Instructions for the task
The word "registry" marks the lines to copy; find all of them in the entries below.

Available data

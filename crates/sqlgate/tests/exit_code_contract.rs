use std::path::{Path, PathBuf};
use std::process::{Command, Output};
use std::time::{SystemTime, UNIX_EPOCH};

use serde_json::{Value, json};

const EXIT_SUCCESS: i32 = 0;
const EXIT_RUNTIME_FAILURE: i32 = 1;
const EXIT_VALIDATION_FAILURE: i32 = 2;
const EXIT_USAGE_ERROR: i32 = 64;

fn unique_temp_dir(prefix: &str) -> PathBuf {
    let nanos = SystemTime::now()
        .duration_since(UNIX_EPOCH)
        .expect("system time should be after unix epoch")
        .as_nanos();
    let path = std::env::temp_dir().join(format!("{prefix}-{nanos}"));
    std::fs::create_dir_all(&path).expect("temp dir should be creatable");
    path
}

fn sqlgate(temp: &Path) -> Command {
    let mut command = Command::new(env!("CARGO_BIN_EXE_sqlgate"));
    command
        .arg("--home-dir")
        .arg(temp)
        .arg("--cwd")
        .arg(temp)
        .env_remove("SQLGATE_LOG")
        .env_remove("RUST_LOG");
    command
}

fn read_envelope(output: &Output) -> Value {
    let stdout = String::from_utf8(output.stdout.clone()).expect("stdout should be utf-8");
    let line = stdout
        .lines()
        .find(|line| !line.trim().is_empty())
        .expect("stdout should carry an envelope");
    serde_json::from_str(line).expect("envelope should be JSON")
}

fn write_schema_file(path: &Path) {
    let schema = json!([
        {
            "tableName": "users",
            "columns": [
                { "name": "id", "type": "INTEGER", "nullable": false },
                { "name": "name", "type": "TEXT", "nullable": true }
            ]
        }
    ]);
    std::fs::write(path, schema.to_string()).expect("schema file should be writable");
}

fn seed_db(path: &Path) {
    let connection = rusqlite::Connection::open(path).expect("sqlite db should open");
    connection
        .execute_batch(
            "CREATE TABLE users (id INTEGER PRIMARY KEY, name TEXT);
             INSERT INTO users (id, name) VALUES (1, 'ada'), (2, 'grace'), (3, 'linus');",
        )
        .expect("fixture should apply");
}

#[test]
fn missing_required_args_exits_with_usage_code() {
    let status = Command::new(env!("CARGO_BIN_EXE_sqlgate"))
        .arg("check")
        .status()
        .expect("command should execute");

    assert_eq!(status.code(), Some(EXIT_USAGE_ERROR));
}

#[test]
fn runtime_path_resolution_failures_exit_with_runtime_code() {
    let output = Command::new(env!("CARGO_BIN_EXE_sqlgate"))
        .args(["--home-dir", "relative", "check", "SELECT 1"])
        .output()
        .expect("command should execute");

    assert_eq!(output.status.code(), Some(EXIT_RUNTIME_FAILURE));
    let envelope = read_envelope(&output);
    assert_eq!(envelope["ok"], json!(false));
    assert_eq!(envelope.pointer("/error/code"), Some(&json!("runtime_failure")));
}

#[test]
fn unsafe_sql_exits_with_validation_code() {
    let temp = unique_temp_dir("sqlgate-exit-unsafe");
    let output = sqlgate(&temp)
        .args(["check", "SELECT 1; DROP TABLE users"])
        .output()
        .expect("command should execute");

    assert_eq!(output.status.code(), Some(EXIT_VALIDATION_FAILURE));
    let envelope = read_envelope(&output);
    assert_eq!(envelope["command"], json!("check"));
    assert_eq!(envelope.pointer("/error/code"), Some(&json!("multiple_statements")));
    assert_eq!(
        envelope.pointer("/error/details/validation/valid"),
        Some(&json!(false))
    );
}

#[test]
fn safe_sql_exits_zero() {
    let temp = unique_temp_dir("sqlgate-exit-success");
    let output = sqlgate(&temp)
        .args(["check", "SELECT 1"])
        .output()
        .expect("command should execute");

    assert_eq!(output.status.code(), Some(EXIT_SUCCESS));
    let envelope = read_envelope(&output);
    assert_eq!(envelope["ok"], json!(true));
    assert_eq!(envelope.pointer("/data/statement_kind"), Some(&json!("select")));
    assert_eq!(envelope.pointer("/meta/schema_checked"), Some(&json!(false)));
}

#[test]
fn schema_mismatches_exit_with_validation_code() {
    let temp = unique_temp_dir("sqlgate-exit-schema");
    write_schema_file(&temp.join("schema.json"));

    let output = sqlgate(&temp)
        .args(["check", "SELECT nope FROM users", "--schema", "schema.json"])
        .output()
        .expect("command should execute");
    assert_eq!(output.status.code(), Some(EXIT_VALIDATION_FAILURE));
    let envelope = read_envelope(&output);
    assert_eq!(envelope.pointer("/error/code"), Some(&json!("schema_mismatch")));
    assert_eq!(
        envelope.pointer("/error/details/schema_validation/invalidColumns/0/column"),
        Some(&json!("nope"))
    );

    let output = sqlgate(&temp)
        .args(["check", "SELECT u.name FROM users u", "--schema", "schema.json"])
        .output()
        .expect("command should execute");
    assert_eq!(output.status.code(), Some(EXIT_SUCCESS));
    assert_eq!(
        read_envelope(&output).pointer("/data/schema_validation/valid"),
        Some(&json!(true))
    );
}

#[test]
fn query_runs_against_sqlite_and_flags_truncation() {
    let temp = unique_temp_dir("sqlgate-exit-query");
    seed_db(&temp.join("shop.sqlite"));

    let output = sqlgate(&temp)
        .args([
            "query",
            "SELECT id, name FROM users ORDER BY id",
            "--database",
            "shop.sqlite",
            "--row-cap",
            "2",
        ])
        .output()
        .expect("command should execute");

    assert_eq!(output.status.code(), Some(EXIT_SUCCESS));
    let envelope = read_envelope(&output);
    assert_eq!(envelope.pointer("/data/row_count"), Some(&json!(2)));
    assert_eq!(envelope.pointer("/data/rows/0/name"), Some(&json!("ada")));
    assert_eq!(envelope.pointer("/meta/truncated"), Some(&json!(true)));
    assert_eq!(
        envelope.pointer("/warnings/0/code"),
        Some(&json!("result_truncated"))
    );
}

#[test]
fn query_against_unknown_table_is_rejected_before_execution() {
    let temp = unique_temp_dir("sqlgate-exit-query-ghost");
    seed_db(&temp.join("shop.sqlite"));

    let output = sqlgate(&temp)
        .args(["query", "SELECT * FROM ghost", "--database", "shop.sqlite"])
        .output()
        .expect("command should execute");

    assert_eq!(output.status.code(), Some(EXIT_VALIDATION_FAILURE));
    assert_eq!(
        read_envelope(&output).pointer("/error/details/schema_validation/invalidTables/0"),
        Some(&json!("ghost"))
    );
}

#[test]
fn query_against_missing_database_exits_with_runtime_code() {
    let temp = unique_temp_dir("sqlgate-exit-query-missing");

    let output = sqlgate(&temp)
        .args(["query", "SELECT 1", "--database", "absent.sqlite"])
        .output()
        .expect("command should execute");

    assert_eq!(output.status.code(), Some(EXIT_RUNTIME_FAILURE));
    assert_eq!(
        read_envelope(&output).pointer("/error/code"),
        Some(&json!("query_database_unavailable"))
    );
}

#[test]
fn result_validation_exit_codes_follow_the_verdict() {
    let temp = unique_temp_dir("sqlgate-exit-result");
    std::fs::write(
        temp.join("good.json"),
        json!({ "columns": ["name", "value"], "rows": [{ "name": "A", "value": 1 }] }).to_string(),
    )
    .expect("result file should be writable");
    std::fs::write(
        temp.join("empty.json"),
        json!({ "columns": ["name"], "rows": [] }).to_string(),
    )
    .expect("result file should be writable");

    let output = sqlgate(&temp)
        .args(["result", "good.json"])
        .output()
        .expect("command should execute");
    assert_eq!(output.status.code(), Some(EXIT_SUCCESS));
    assert_eq!(read_envelope(&output).pointer("/data/isValid"), Some(&json!(true)));

    let output = sqlgate(&temp)
        .args(["result", "empty.json"])
        .output()
        .expect("command should execute");
    assert_eq!(output.status.code(), Some(EXIT_VALIDATION_FAILURE));
    assert_eq!(
        read_envelope(&output).pointer("/error/code"),
        Some(&json!("result_invalid"))
    );

    let output = sqlgate(&temp)
        .args(["result", "good.json", "--clean"])
        .output()
        .expect("command should execute");
    assert_eq!(output.status.code(), Some(EXIT_SUCCESS));
    assert_eq!(
        read_envelope(&output).pointer("/data/cleanedData/0/name"),
        Some(&json!("A"))
    );
}

#[test]
fn schema_contract_prints_json_schema() {
    let temp = unique_temp_dir("sqlgate-exit-contract");
    let output = sqlgate(&temp)
        .args(["schema", "--contract"])
        .output()
        .expect("command should execute");

    assert_eq!(output.status.code(), Some(EXIT_SUCCESS));
    let envelope = read_envelope(&output);
    assert_eq!(envelope.pointer("/meta/kind"), Some(&json!("contract")));
    assert_eq!(envelope.pointer("/data/type"), Some(&json!("array")));
}
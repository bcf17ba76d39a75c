//! Diagnostic logging to stderr; stdout is reserved for JSON envelopes.
//!
//! - `SQLGATE_LOG`: filter directives, falling back to `RUST_LOG`, then `warn`
//! - `SQLGATE_LOG_FORMAT`: `pretty`, `compact` (default) or `json`

use anyhow::{Result, anyhow};
use tracing_subscriber::{EnvFilter, fmt, layer::SubscriberExt, util::SubscriberInitExt};

pub const FILTER_ENV: &str = "SQLGATE_LOG";
pub const FORMAT_ENV: &str = "SQLGATE_LOG_FORMAT";
const DEFAULT_FILTER: &str = "warn";

#[derive(Debug, Clone, Copy, PartialEq, Eq)]
pub enum LogFormat {
    Pretty,
    Compact,
    Json,
}

impl LogFormat {
    /// Unknown values fall back to `Compact`.
    #[must_use]
    pub fn parse(raw: Option<&str>) -> Self {
        match raw.map(|value| value.trim().to_ascii_lowercase()).as_deref() {
            Some("pretty") => Self::Pretty,
            Some("json") => Self::Json,
            _ => Self::Compact,
        }
    }

    #[must_use]
    pub fn from_env() -> Self {
        Self::parse(std::env::var(FORMAT_ENV).ok().as_deref())
    }
}

/// First non-blank directive among `SQLGATE_LOG` and `RUST_LOG`.
#[must_use]
pub fn filter_directives(sqlgate_log: Option<String>, rust_log: Option<String>) -> String {
    [sqlgate_log, rust_log]
        .into_iter()
        .flatten()
        .find(|value| !value.trim().is_empty())
        .unwrap_or_else(|| DEFAULT_FILTER.to_string())
}

pub fn init() -> Result<()> {
    let directives = filter_directives(
        std::env::var(FILTER_ENV).ok(),
        std::env::var("RUST_LOG").ok(),
    );
    let filter = EnvFilter::try_new(&directives)
        .map_err(|error| anyhow!("invalid {FILTER_ENV} directives `{directives}`: {error}"))?;
    let format = LogFormat::from_env();

    let registry = tracing_subscriber::registry().with(filter);
    let initialized = match format {
        LogFormat::Pretty => registry
            .with(fmt::layer().pretty().with_writer(std::io::stderr))
            .try_init(),
        LogFormat::Compact => registry
            .with(fmt::layer().compact().with_writer(std::io::stderr))
            .try_init(),
        LogFormat::Json => registry
            .with(fmt::layer().json().with_writer(std::io::stderr))
            .try_init(),
    };
    initialized.map_err(|error| anyhow!("failed to install tracing subscriber: {error}"))?;

    tracing::debug!(?format, %directives, "logging initialized");
    Ok(())
}

#[cfg(test)]
mod tests {
    use super::{LogFormat, filter_directives};

    #[test]
    fn format_parsing_is_lenient() {
        assert_eq!(LogFormat::parse(Some("json")), LogFormat::Json);
        assert_eq!(LogFormat::parse(Some(" Pretty ")), LogFormat::Pretty);
        assert_eq!(LogFormat::parse(Some("compact")), LogFormat::Compact);
        assert_eq!(LogFormat::parse(Some("xml")), LogFormat::Compact);
        assert_eq!(LogFormat::parse(None), LogFormat::Compact);
    }

    #[test]
    fn own_filter_wins_over_rust_log() {
        assert_eq!(
            filter_directives(Some("sqlgate=debug".into()), Some("info".into())),
            "sqlgate=debug"
        );
        assert_eq!(filter_directives(Some("  ".into()), Some("info".into())), "info");
        assert_eq!(filter_directives(None, None), "warn");
    }
}
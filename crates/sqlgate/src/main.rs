#![forbid(unsafe_code)]

use std::path::PathBuf;

use anyhow::{Result, anyhow};
use clap::Parser;
use clap::error::ErrorKind;
use sqlgate::cli::app::{Cli, Command, RuntimeArgs};
use sqlgate::cli::commands::{self, ValidationCommandFailure};
use sqlgate::config::RuntimePaths;
use sqlgate::models::{QueryEnvelope, QueryEnvelopeCommandFailure};

const EXIT_SUCCESS: i32 = 0;
const EXIT_RUNTIME_FAILURE: i32 = 1;
const EXIT_VALIDATION_FAILURE: i32 = 2;
const EXIT_USAGE_ERROR: i32 = 64;

fn main() {
    std::process::exit(run());
}

fn run() -> i32 {
    let cli = match Cli::try_parse() {
        Ok(cli) => cli,
        Err(error) => return exit_code_for_parse_error(error),
    };
    if let Err(error) = sqlgate::logging::init() {
        eprintln!("sqlgate: {error:#}");
        return EXIT_USAGE_ERROR;
    }

    let command_name = cli.command.name();
    tracing::info!(command = command_name, "starting");

    match execute(cli) {
        Ok(()) => {
            tracing::info!(command = command_name, exit_code = EXIT_SUCCESS, "completed");
            EXIT_SUCCESS
        }
        Err(error) => {
            let exit_code = classify_runtime_error(&error);
            emit_failure_envelope(command_name, &error);
            eprintln!("sqlgate: failed `{command_name}` (exit_code={exit_code})");
            eprintln!("{error:#}");
            exit_code
        }
    }
}

fn execute(cli: Cli) -> Result<()> {
    let runtime_paths = resolve_runtime_paths(&cli.runtime)?;
    match cli.command {
        Command::Check(args) => commands::check::run(&args, &runtime_paths),
        Command::Schema(args) => commands::schema::run(&args, &runtime_paths),
        Command::Query(args) => commands::query::run(&args, &runtime_paths),
        Command::Result(args) => commands::result::run(&args, &runtime_paths),
    }
}

fn classify_runtime_error(error: &anyhow::Error) -> i32 {
    if error.downcast_ref::<ValidationCommandFailure>().is_some() {
        EXIT_VALIDATION_FAILURE
    } else {
        EXIT_RUNTIME_FAILURE
    }
}

/// stdout always carries exactly one envelope, failures included.
fn emit_failure_envelope(command_name: &str, error: &anyhow::Error) {
    let envelope = if let Some(failure) = error.downcast_ref::<ValidationCommandFailure>() {
        failure.envelope().clone()
    } else if let Some(failure) = error.downcast_ref::<QueryEnvelopeCommandFailure>() {
        failure.envelope().clone()
    } else {
        QueryEnvelope::error(command_name, "runtime_failure", format!("{error:#}"))
    };

    match envelope.encode() {
        Ok(encoded) => println!("{encoded}"),
        Err(encode_error) => eprintln!("sqlgate: {encode_error:#}"),
    }
}

fn exit_code_for_parse_error(error: clap::Error) -> i32 {
    match error.kind() {
        ErrorKind::DisplayHelp | ErrorKind::DisplayVersion => {
            let _ = error.print();
            EXIT_SUCCESS
        }
        _ => {
            let _ = error.print();
            EXIT_USAGE_ERROR
        }
    }
}

fn resolve_runtime_paths(args: &RuntimeArgs) -> Result<RuntimePaths> {
    let home_dir = match &args.home_dir {
        Some(path) => path.clone(),
        None => std::env::var_os("HOME")
            .map(PathBuf::from)
            .ok_or_else(|| anyhow!("HOME is not set; pass --home-dir"))?,
    };

    let cwd = match &args.cwd {
        Some(path) => path.clone(),
        None => std::env::current_dir()?,
    };

    sqlgate::config::resolve_runtime_paths(&home_dir, &cwd)
}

Written solution
    let registry = tracing_subscriber::registry().with(filter);
        LogFormat::Pretty => registry
        LogFormat::Compact => registry
        LogFormat::Json => registry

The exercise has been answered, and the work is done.